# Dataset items

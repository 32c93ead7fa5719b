//! Every UI state transition is an [`Action`].

use std::fmt;
use std::sync::Arc;

use binwatch_core::{BackendStatus, EntityId, ManualAction, MarkerDiff, PollerState, Snapshot};

use crate::screen::ScreenId;

/// Severity of a status-bar message.
#[derive(Debug, Clone, Copy, PartialEq, Eq)]
pub enum StatusLevel {
    Info,
    Success,
    Error,
}

/// A transient message shown in the status bar.
#[derive(Debug, Clone, PartialEq, Eq)]
pub struct StatusMessage {
    pub text: String,
    pub level: StatusLevel,
}

impl StatusMessage {
    pub fn info(text: impl Into<String>) -> Self {
        Self {
            text: text.into(),
            level: StatusLevel::Info,
        }
    }

    pub fn success(text: impl Into<String>) -> Self {
        Self {
            text: text.into(),
            level: StatusLevel::Success,
        }
    }

    pub fn error(text: impl Into<String>) -> Self {
        Self {
            text: text.into(),
            level: StatusLevel::Error,
        }
    }
}

/// Actions that need a y/n before they run.
#[derive(Debug, Clone, Copy, PartialEq, Eq)]
pub enum ConfirmAction {
    ResetDemoData,
}

impl fmt::Display for ConfirmAction {
    fn fmt(&self, f: &mut fmt::Formatter<'_>) -> fmt::Result {
        match self {
            Self::ResetDemoData => f.write_str("Reset all bins to fresh demo data?"),
        }
    }
}

#[derive(Debug, Clone)]
pub enum Action {
    // ── Lifecycle ──────────────────────────────────────────────────
    Quit,
    Tick,
    Render,
    Resize(u16, u16),

    // ── Navigation ────────────────────────────────────────────────
    SwitchScreen(ScreenId),
    ToggleHelp,
    /// Jump to the map with this bin selected.
    LocateBin(EntityId),

    // ── Monitor feed ──────────────────────────────────────────────
    SnapshotUpdated(Arc<Snapshot>),
    MarkersChanged(Arc<MarkerDiff>),
    PollerStateChanged(PollerState),
    PollFailed(String),
    ActionFinished {
        action: ManualAction,
        outcome: Result<String, String>,
    },
    BackendStatusLoaded(Result<BackendStatus, String>),

    // ── Requests to the monitor ───────────────────────────────────
    RequestRefresh,
    RequestResetDemo,
    RequestSimulate,
    RequestMarkRead(EntityId),
    RequestBackendStatus,

    // ── Confirm dialog ────────────────────────────────────────────
    ShowConfirm(ConfirmAction),
    ConfirmYes,
    ConfirmNo,

    // ── Status bar ────────────────────────────────────────────────
    Status(StatusMessage),
}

# What to work on
For each line above that includes the word "ManualAction", make a copy of that line.

# Solved problem
use binwatch_core::{BackendStatus, EntityId, ManualAction, MarkerDiff, PollerState, Snapshot};
        action: ManualAction,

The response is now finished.